Our two 2019 inductees to the Control Process Automation Hall of Fame are both chemical engineers (ChEs) who have devoted almost their entire careers to a single enterprise, but they occupy the alternate realities of industry and academia. Despite disparate priorities, both have demonstrated uncommon devotion to building process control wisdom and conveying it to others.
Both were also enthusiastically nominated and selected by the existing members of our Process Automation Hall of Fame. And, as you’ll see, each presents an admirable example of how one person can influence and inspire others to strive and excel in the field.
A champion for the next generation
Our second and final 2019 inductee is Carlos A. Smith, Ph.D., professor emeritus, Chemical & Biomedical Engineering Dept., University of South Florida (USF). From when he was in high school, Smith knew he wanted to be a chemical engineer, “I had two years of chemistry in high school,” he says. “During the first year, I asked a professor and an uncle who was a chemist, ‘What can I do with chemistry?’ They both answered the same way: 'You can be a chemist or a chemical engineer.' Knowing that I disliked lab work, I asked about chemical engineering. I was told that Ch.E.’s work with processes, and at that instant I knew what I wanted to be.”

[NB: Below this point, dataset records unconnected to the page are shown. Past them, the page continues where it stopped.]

use crate::data_structures::OrderRow;
use serde::Serialize;
use std::collections::BTreeMap;

/// A `(key, sum-of-sales)` row of a summary table.
#[derive(Clone, Debug, PartialEq, Serialize)]
pub struct KeyTotal {
    pub key: String,
    pub sales: f64,
}

#[derive(Clone, Debug, Serialize)]
pub struct TreemapSubCategory {
    pub sub_category: String,
    pub sales: f64,
}

#[derive(Clone, Debug, Serialize)]
pub struct TreemapCategory {
    pub category: String,
    pub sales: f64,
    pub sub_categories: Vec<TreemapSubCategory>,
}

#[derive(Clone, Debug, Serialize)]
pub struct TreemapRegion {
    pub region: String,
    pub sales: f64,
    pub categories: Vec<TreemapCategory>,
}

/// Sub-category × month cross-tabulation. `cells[i][j]` is the sales sum for
/// `rows[i]` in `months[j]`, or null where the combination never occurs.
#[derive(Clone, Debug, Serialize)]
pub struct MonthPivot {
    pub months: Vec<String>,
    pub rows: Vec<MonthPivotRow>,
}

#[derive(Clone, Debug, Serialize)]
pub struct MonthPivotRow {
    pub sub_category: String,
    pub cells: Vec<Option<f64>>,
}

#[derive(Clone, Debug, Serialize)]
pub struct ScatterPoint {
    pub sales: f64,
    pub profit: f64,
    pub quantity: u64,
}

const MONTH_NAMES: [&str; 12] = [
    "January",
    "February",
    "March",
    "April",
    "May",
    "June",
    "July",
    "August",
    "September",
    "October",
    "November",
    "December",
];

fn sum_by<F>(rows: &[&OrderRow], key: F) -> Vec<KeyTotal>
where
    F: Fn(&OrderRow) -> &str,
{
    let mut totals: BTreeMap<String, f64> = BTreeMap::new();
    for row in rows {
        *totals.entry(key(row).to_string()).or_default() += row.sales;
    }
    totals
        .into_iter()
        .map(|(key, sales)| KeyTotal { key, sales })
        .collect()
}

pub fn sales_by_category(rows: &[&OrderRow]) -> Vec<KeyTotal> {
    sum_by(rows, |r| &r.category)
}

pub fn sales_by_region(rows: &[&OrderRow]) -> Vec<KeyTotal> {
    sum_by(rows, |r| &r.region)
}

pub fn sales_by_segment(rows: &[&OrderRow]) -> Vec<KeyTotal> {
    sum_by(rows, |r| &r.segment)
}

/// Sum of sales per calendar month, chronological, keyed `YYYY-MM`.
pub fn sales_by_month(rows: &[&OrderRow]) -> Vec<KeyTotal> {
    use chrono::Datelike;
    let mut totals: BTreeMap<(i32, u32), f64> = BTreeMap::new();
    for row in rows {
        let key = (row.order_date.year(), row.order_date.month());
        *totals.entry(key).or_default() += row.sales;
    }
    totals
        .into_iter()
        .map(|((year, month), sales)| KeyTotal {
            key: format!("{year:04}-{month:02}"),
            sales,
        })
        .collect()
}

/// Region → category → sub-category hierarchy for the treemap. Sub-category
/// names are grouped within their full (region, category) path, so a name
/// reused across categories stays a distinct node.
pub fn treemap(rows: &[&OrderRow]) -> Vec<TreemapRegion> {
    let mut tree: BTreeMap<&str, BTreeMap<&str, BTreeMap<&str, f64>>> = BTreeMap::new();
    for row in rows {
        *tree
            .entry(&row.region)
            .or_default()
            .entry(&row.category)
            .or_default()
            .entry(&row.sub_category)
            .or_default() += row.sales;
    }

    tree.into_iter()
        .map(|(region, categories)| {
            let categories: Vec<TreemapCategory> = categories
                .into_iter()
                .map(|(category, subs)| {
                    let sub_categories: Vec<TreemapSubCategory> = subs
                        .into_iter()
                        .map(|(sub_category, sales)| TreemapSubCategory {
                            sub_category: sub_category.to_string(),
                            sales,
                        })
                        .collect();
                    let sales = sub_categories.iter().map(|s| s.sales).sum();
                    TreemapCategory {
                        category: category.to_string(),
                        sales,
                        sub_categories,
                    }
                })
                .collect();
            let sales = categories.iter().map(|c| c.sales).sum();
            TreemapRegion {
                region: region.to_string(),
                sales,
                categories,
            }
        })
        .collect()
}

/// Month-wise sub-category summary. Columns are the month names present in
/// the rows, calendar-ordered; absent combinations stay null rather than zero.
pub fn month_pivot(rows: &[&OrderRow]) -> MonthPivot {
    use chrono::Datelike;
    let mut present_months: Vec<u32> = Vec::new();
    let mut cells: BTreeMap<&str, BTreeMap<u32, f64>> = BTreeMap::new();

    for row in rows {
        let month = row.order_date.month();
        if !present_months.contains(&month) {
            present_months.push(month);
        }
        *cells
            .entry(&row.sub_category)
            .or_default()
            .entry(month)
            .or_default() += row.sales;
    }
    present_months.sort_unstable();

    let pivot_rows = cells
        .into_iter()
        .map(|(sub_category, by_month)| MonthPivotRow {
            sub_category: sub_category.to_string(),
            cells: present_months
                .iter()
                .map(|m| by_month.get(m).copied())
                .collect(),
        })
        .collect();

    MonthPivot {
        months: present_months
            .iter()
            .map(|&m| MONTH_NAMES[(m - 1) as usize].to_string())
            .collect(),
        rows: pivot_rows,
    }
}

/// Per-row projection for the sales/profit scatter plot, sized by quantity.
pub fn scatter_points(rows: &[&OrderRow]) -> Vec<ScatterPoint> {
    rows.iter()
        .map(|row| ScatterPoint {
            sales: row.sales,
            profit: row.profit,
            quantity: row.quantity,
        })
        .collect()
}

pub fn total_sales(rows: &[&OrderRow]) -> f64 {
    rows.iter().map(|r| r.sales).sum()
}

#[cfg(test)]
mod tests {
    use super::*;
    use crate::data_structures::{FilterState, SalesTable};
    use crate::dataset::load_from_bytes;
    use crate::filter;

    fn table() -> SalesTable {
        let csv = "\
Order Date,Region,State,City,Segment,Category,Sub-Category,Sales,Profit,Quantity
01/10/2021,East,NY,NYC,Consumer,Furniture,Chairs,100,10,2
01/20/2021,West,CA,LA,Corporate,Technology,Phones,50,5,1
03/05/2021,East,NY,Albany,Consumer,Furniture,Tables,30,-3,1
03/25/2021,South,TX,Austin,Home Office,Technology,Phones,20,2,4
";
        load_from_bytes(csv.as_bytes()).unwrap()
    }

    fn all_rows(table: &SalesTable) -> Vec<&crate::data_structures::OrderRow> {
        filter::apply(table, &FilterState::default())
    }

    #[test]
    fn test_partition_sums_agree() {
        let table = table();
        let rows = all_rows(&table);
        let total = total_sales(&rows);

        let by_category: f64 = sales_by_category(&rows).iter().map(|t| t.sales).sum();
        let by_region: f64 = sales_by_region(&rows).iter().map(|t| t.sales).sum();
        let by_segment: f64 = sales_by_segment(&rows).iter().map(|t| t.sales).sum();

        assert!((by_category - total).abs() < 1e-9);
        assert!((by_region - total).abs() < 1e-9);
        assert!((by_segment - total).abs() < 1e-9);
        assert_eq!(total, 200.0);
    }

    #[test]
    fn test_category_totals() {
        let table = table();
        let rows = all_rows(&table);
        let totals = sales_by_category(&rows);
        assert_eq!(
            totals,
            vec![
                KeyTotal { key: "Furniture".to_string(), sales: 130.0 },
                KeyTotal { key: "Technology".to_string(), sales: 70.0 },
            ]
        );
    }

    #[test]
    fn test_month_series_chronological() {
        let table = table();
        let rows = all_rows(&table);
        let months = sales_by_month(&rows);
        let keys: Vec<_> = months.iter().map(|t| t.key.as_str()).collect();
        assert_eq!(keys, vec!["2021-01", "2021-03"]);
        assert_eq!(months[0].sales, 150.0);
        assert_eq!(months[1].sales, 50.0);
    }

    #[test]
    fn test_treemap_hierarchy() {
        let table = table();
        let rows = all_rows(&table);
        let tree = treemap(&rows);

        let east = tree.iter().find(|r| r.region == "East").unwrap();
        assert_eq!(east.sales, 130.0);
        assert_eq!(east.categories.len(), 1);
        let furniture = &east.categories[0];
        assert_eq!(furniture.category, "Furniture");
        assert_eq!(furniture.sub_categories.len(), 2);

        // Phones appears under Technology in two regions and stays split
        let phone_regions: Vec<_> = tree
            .iter()
            .filter(|r| {
                r.categories
                    .iter()
                    .any(|c| c.sub_categories.iter().any(|s| s.sub_category == "Phones"))
            })
            .map(|r| r.region.as_str())
            .collect();
        assert_eq!(phone_regions, vec!["South", "West"]);
    }

    #[test]
    fn test_pivot_leaves_absent_combinations_null() {
        let table = table();
        let rows = all_rows(&table);
        let pivot = month_pivot(&rows);
        assert_eq!(pivot.months, vec!["January", "March"]);

        let chairs = pivot.rows.iter().find(|r| r.sub_category == "Chairs").unwrap();
        assert_eq!(chairs.cells, vec![Some(100.0), None]);
        let phones = pivot.rows.iter().find(|r| r.sub_category == "Phones").unwrap();
        assert_eq!(phones.cells, vec![Some(50.0), Some(20.0)]);
    }

    #[test]
    fn test_scatter_projection_per_row() {
        let table = table();
        let rows = all_rows(&table);
        let points = scatter_points(&rows);
        assert_eq!(points.len(), rows.len());
        assert_eq!(points[0].sales, 100.0);
        assert_eq!(points[2].profit, -3.0);
        assert_eq!(points[3].quantity, 4);
    }

    #[test]
    fn test_full_set_aggregates_sum_to_150() {
        let csv = "\
Order Date,Region,State,City,Segment,Category,Sub-Category,Sales,Profit,Quantity
2021-01-01,East,NY,NYC,Consumer,Furniture,Chairs,100,0,1
2021-02-01,West,CA,LA,Consumer,Furniture,Chairs,50,0,1
";
        let table = load_from_bytes(csv.as_bytes()).unwrap();
        let rows = all_rows(&table);
        let by_category: f64 = sales_by_category(&rows).iter().map(|t| t.sales).sum();
        let by_region: f64 = sales_by_region(&rows).iter().map(|t| t.sales).sum();
        assert_eq!(by_category, 150.0);
        assert_eq!(by_region, 150.0);
    }

    #[test]
    fn test_empty_rows_empty_aggregates() {
        let rows: Vec<&crate::data_structures::OrderRow> = Vec::new();
        assert!(sales_by_category(&rows).is_empty());
        assert!(sales_by_month(&rows).is_empty());
        assert!(treemap(&rows).is_empty());
        assert!(month_pivot(&rows).rows.is_empty());
        assert_eq!(total_sales(&rows), 0.0);
    }
}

Smith graduated from USF with a B.S. in chemical engineering in 1967, and started working with Dow Chemical near Baton Rouge, La. “I was very lucky,” Smith says. “They assigned me to a group doing modeling and simulation (with analog computers) to study the design and control of new and existing processes. It was an outstanding experience. I liked it so much that I decided to continue on the path.”
That path led to an M.S. in 1970 and Ph.D in 1972, both in Ch.E, from Louisiana State University (LSU) while working for Dow, and a decision to pursue a career in academia rather than industry. “During my five years working for Dow Chemical and attending LSU, I had the opportunity to look at the lifestyle of engineers in industry and professors in academia,” Smith says. “I thought I liked academia better. Obviously, I well knew that faculty have only nine months appointment, with no work in the summer time. I accepted the university offer, started immediately developing consultancy with industry, and never looked back.”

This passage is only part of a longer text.